The Mudcat Café TM
Thread #107808 Message #2747028
Posted By: Jack Campin
15-Oct-09 - 06:27 PM
Thread Name: Tin Whistles
Subject: RE: Tin Whistles
If it's got a wooden block, it may have dried out and shrunk in the few weeks you've not been using it, making the windway more open than it should be. In which case it will get better if you keep trying - it will rehumidify.
Good instruments use cedar for the block, which doesn't expand and contract with humidity. It has a distinctive taste, like chewing the end of a high-quality pencil. If it doesn't taste like that, your whistle might have a block made of unsuitable wood. Not a lot you can do about that unless you fancy spending hours doing micro-scale sculpture to replace it. The tolerances involved are a few thousandths of an inch.

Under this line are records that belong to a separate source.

use std::{env, fmt::Display, path::PathBuf, str::FromStr};

use lambda_http::tracing::{info, warn};

#[derive(Debug, Clone, Copy, PartialEq, Eq)]
pub enum StorageBackend {
    Memory,
    DynamoDb,
}

impl FromStr for StorageBackend {
    type Err = String;

    fn from_str(s: &str) -> Result<Self, Self::Err> {
        match s.to_ascii_lowercase().as_str() {
            "memory" => Ok(Self::Memory),
            "dynamodb" | "dynamo" => Ok(Self::DynamoDb),
            other => Err(format!("unknown storage backend `{other}`")),
        }
    }
}

#[derive(Debug, Clone, Copy, PartialEq, Eq)]
pub enum ImageBackend {
    Local,
    S3,
}

impl FromStr for ImageBackend {
    type Err = String;

    fn from_str(s: &str) -> Result<Self, Self::Err> {
        match s.to_ascii_lowercase().as_str() {
            "local" => Ok(Self::Local),
            "s3" => Ok(Self::S3),
            other => Err(format!("unknown image backend `{other}`")),
        }
    }
}

/// Bootstrap admin account, created at startup when missing.
#[derive(Debug, Clone)]
pub struct AdminSeed {
    pub name: String,
    pub email: String,
    pub password: String,
}

#[derive(Debug, Clone)]
pub struct Config {
    pub port: u16,
    /// Base64 encoded HS256 secret.
    pub jwt_secret: String,
    pub jwt_expiration_hours: i64,
    pub storage: StorageBackend,
    pub dynamodb_endpoint: Option<String>,
    pub aws_region: String,
    pub images: ImageBackend,
    pub upload_dir: PathBuf,
    pub s3_bucket: Option<String>,
    pub cors_origins: Vec<String>,
    pub scrypt_log_n: u8,
    pub admin: Option<AdminSeed>,
}

impl Config {
    pub fn load() -> Result<Self, String> {
        if let Ok(path) = dotenvy::dotenv() {
            info!("Loaded environment from {}", path.display());
        }

        let jwt_secret = env::var("JWT_SECRET").map_err(|_| "JWT_SECRET must be set".to_string())?;
        let admin = match (env::var("ADMIN_EMAIL"), env::var("ADMIN_PASSWORD")) {
            (Ok(email), Ok(password)) => Some(AdminSeed {
                name: env::var("ADMIN_NAME").unwrap_or_else(|_| "Administrator".to_string()),
                email,
                password,
            }),
            _ => None,
        };

        Ok(Self {
            port: try_load("PORT", "4000")?,
            jwt_secret,
            jwt_expiration_hours: try_load("JWT_EXPIRATION_HOURS", "168")?,
            storage: try_load("STORAGE_BACKEND", "memory")?,
            dynamodb_endpoint: env::var("DYNAMODB_ENDPOINT").ok(),
            aws_region: try_load("AWS_REGION", "us-east-1")?,
            images: try_load("IMAGE_BACKEND", "local")?,
            upload_dir: try_load::<String>("UPLOAD_DIR", "uploads")?.into(),
            s3_bucket: env::var("S3_BUCKET").ok(),
            cors_origins: try_load::<String>(
                "CORS_ORIGINS",
                "http://localhost:3000,http://localhost:5173",
            )?
            .split(',')
            .map(|s| s.trim().to_string())
            .filter(|s| !s.is_empty())
            .collect(),
            scrypt_log_n: try_load("SCRYPT_LOG_N", "15")?,
            admin,
        })
    }
}

fn try_load<T: FromStr>(key: &str, default: &str) -> Result<T, String>
where
    T::Err: Display,
{
    let raw = env::var(key).unwrap_or_else(|_| {
        info!("{key} not set, using default: {default}");
        default.to_string()
    });
    raw.parse().map_err(|e| {
        warn!("Invalid {key} value: {e}");
        format!("invalid value for {key}: {e}")
    })
}

#[cfg(test)]
mod tests {
    use super::*;

    #[test]
    fn backends_parse_case_insensitively() {
        assert_eq!("DynamoDB".parse(), Ok(StorageBackend::DynamoDb));
        assert_eq!("memory".parse(), Ok(StorageBackend::Memory));
        assert_eq!("S3".parse(), Ok(ImageBackend::S3));
        assert!("postgres".parse::<StorageBackend>().is_err());
    }
}
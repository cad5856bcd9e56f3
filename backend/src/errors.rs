use axum::{
    extract::multipart::MultipartError,
    http::StatusCode,
    response::{IntoResponse, Response},
    Json,
};
use lambda_http::tracing;
use serde::{Deserialize, Serialize};
use utoipa::{PartialSchema, ToSchema};
use validator::ValidationErrors;

use crate::{images::ImageError, store::StoreError};

#[derive(Debug, Serialize, Deserialize, Clone, PartialEq, Eq, ToSchema)]
#[serde(rename_all = "camelCase")]
pub struct FieldError {
    pub field: String,
    pub message: String,
}

#[derive(Debug, Serialize, Deserialize, Clone, PartialEq, Eq, ToSchema)]
#[serde(rename_all = "camelCase")]
pub struct ErrorResponse {
    /// Always false.
    pub success: bool,
    pub message: String,
    #[serde(default, skip_serializing_if = "Option::is_none")]
    pub errors: Option<Vec<FieldError>>,
    #[serde(skip)]
    status: u16,
}

impl ErrorResponse {
    pub fn new<S: Into<String>>(status: StatusCode, message: S) -> Self {
        Self {
            success: false,
            message: message.into(),
            errors: None,
            status: status.as_u16(),
        }
    }
}

impl IntoResponse for ErrorResponse {
    fn into_response(self) -> Response {
        let code = StatusCode::from_u16(self.status).unwrap_or(StatusCode::INTERNAL_SERVER_ERROR);
        (code, Json(self)).into_response()
    }
}

#[derive(Debug, thiserror::Error)]
pub enum HandlerError {
    #[error("Validation failed")]
    Validation(#[from] ValidationErrors),
    #[error("{0}")]
    BadRequest(String),
    #[error("{0}")]
    Unauthorized(String),
    #[error("{0}")]
    Forbidden(String),
    #[error("{0}")]
    NotFound(String),
    #[error("{0}")]
    Conflict(String),
    #[error("Storage error: {0}")]
    Store(#[from] StoreError),
    #[error("Image storage error: {0}")]
    Image(#[from] ImageError),
    #[error("Malformed multipart body: {0}")]
    Multipart(#[from] MultipartError),
    #[error("JWT operation failed: {0}")]
    JWTError(#[from] jsonwebtoken::errors::Error),
    #[error("PasswordHash error: {0}")]
    PasswordHashError(#[from] scrypt::password_hash::Error),
    #[error("Invalid scrypt parameters: {0}")]
    ScryptParams(#[from] scrypt::errors::InvalidParams),
    #[error("Serialization error: {0}")]
    Serde(#[from] serde_json::Error),
}

impl HandlerError {
    pub fn bad_request<S: Into<String>>(message: S) -> Self {
        Self::BadRequest(message.into())
    }

    pub fn unauthorized<S: Into<String>>(message: S) -> Self {
        Self::Unauthorized(message.into())
    }

    pub fn forbidden<S: Into<String>>(message: S) -> Self {
        Self::Forbidden(message.into())
    }

    pub fn not_found<S: Into<String>>(message: S) -> Self {
        Self::NotFound(message.into())
    }

    pub fn conflict<S: Into<String>>(message: S) -> Self {
        Self::Conflict(message.into())
    }

    pub fn status(&self) -> StatusCode {
        match self {
            Self::Validation(_) | Self::BadRequest(_) | Self::Multipart(_) => {
                StatusCode::BAD_REQUEST
            }
            Self::Image(ImageError::UnsupportedType(_)) => StatusCode::BAD_REQUEST,
            Self::Unauthorized(_) => StatusCode::UNAUTHORIZED,
            Self::Forbidden(_) => StatusCode::FORBIDDEN,
            Self::NotFound(_) => StatusCode::NOT_FOUND,
            Self::Conflict(_) | Self::Store(StoreError::Conflict(_)) => StatusCode::CONFLICT,
            _ => StatusCode::INTERNAL_SERVER_ERROR,
        }
    }
}

fn field_errors(errors: &ValidationErrors) -> Vec<FieldError> {
    let mut out: Vec<FieldError> = errors
        .field_errors()
        .into_iter()
        .flat_map(|(field, errs)| {
            errs.iter().map(move |e| FieldError {
                field: field.to_string(),
                message: e
                    .message
                    .as_ref()
                    .map(|m| m.to_string())
                    .unwrap_or_else(|| format!("Invalid value ({})", e.code)),
            })
        })
        .collect();
    out.sort_by(|a, b| a.field.cmp(&b.field));
    out
}

impl From<HandlerError> for ErrorResponse {
    fn from(value: HandlerError) -> Self {
        let status = value.status();
        let mut resp = match &value {
            HandlerError::Store(StoreError::Conflict(_)) => ErrorResponse::new(
                status,
                "The resource was modified by another request, please retry",
            ),
            _ if status.is_server_error() => {
                tracing::error!("Unhandled handler error: {}", value);
                ErrorResponse::new(status, "Internal server error")
            }
            _ => ErrorResponse::new(status, value.to_string()),
        };
        if let HandlerError::Validation(errors) = &value {
            resp.errors = Some(field_errors(errors));
        }
        resp
    }
}

impl IntoResponse for HandlerError {
    fn into_response(self) -> Response {
        ErrorResponse::from(self).into_response()
    }
}

impl PartialSchema for HandlerError {
    fn schema() -> utoipa::openapi::RefOr<utoipa::openapi::schema::Schema> {
        ErrorResponse::schema()
    }
}

impl ToSchema for HandlerError {
    fn schemas(
        schemas: &mut Vec<(
            String,
            utoipa::openapi::RefOr<utoipa::openapi::schema::Schema>,
        )>,
    ) {
        <ErrorResponse as ToSchema>::schemas(schemas);
    }
}

#[cfg(test)]
mod tests {
    use validator::ValidationError;

    use super::*;

    #[test]
    fn conflicts_map_to_409() {
        let err = HandlerError::Store(StoreError::Conflict("books/1".to_string()));
        assert_eq!(err.status(), StatusCode::CONFLICT);
        assert_eq!(
            HandlerError::conflict("already reviewed").status(),
            StatusCode::CONFLICT
        );
    }

    #[test]
    fn validation_errors_are_listed_per_field() {
        let mut errors = ValidationErrors::new();
        let mut e = ValidationError::new("length");
        e.message = Some("Name must be between 2 and 50 characters".into());
        errors.add("name", e);
        errors.add("email", ValidationError::new("email"));

        let resp = ErrorResponse::from(HandlerError::Validation(errors));
        let fields = resp.errors.expect("field errors");
        assert_eq!(fields.len(), 2);
        assert_eq!(fields[0].field, "email");
        assert_eq!(fields[0].message, "Invalid value (email)");
        assert_eq!(fields[1].message, "Name must be between 2 and 50 characters");
    }

    #[test]
    fn internal_errors_hide_details() {
        let err = HandlerError::Store(StoreError::Backend("connection reset".to_string()));
        let resp = ErrorResponse::from(err);
        assert_eq!(resp.message, "Internal server error");
    }
}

With a wooden recorder or whistle, you can pop the block out by putting as thick a dowel as possible up the bore of the instrument and slamming it on the floor (tip: put a sock over the end or you'll be searching all over the room for the block when it flies off). This means you can clean the block and windway properly - if you use the instrument a lot, the wetted surfaces will have accumulated condensed saliva, dried food and fungal/bacterial gunge. If I remember the the Clarke's construction right, the block is usually retained by a couple of crimped indentations on the sides of the block, and I'd expect the dowel-slam technique to just pop them open - I don't have a Clarke here to try. If the block is held in with pins, you need to get them out somehow.
You can't usually pop the block with a plastic recorder, though they're easy enough to clean with detergent. The transparent Yamahas (like the one I'm playing in the photos on my webpage) are nice fom this viewpoint because you can see the gunge building up sooner.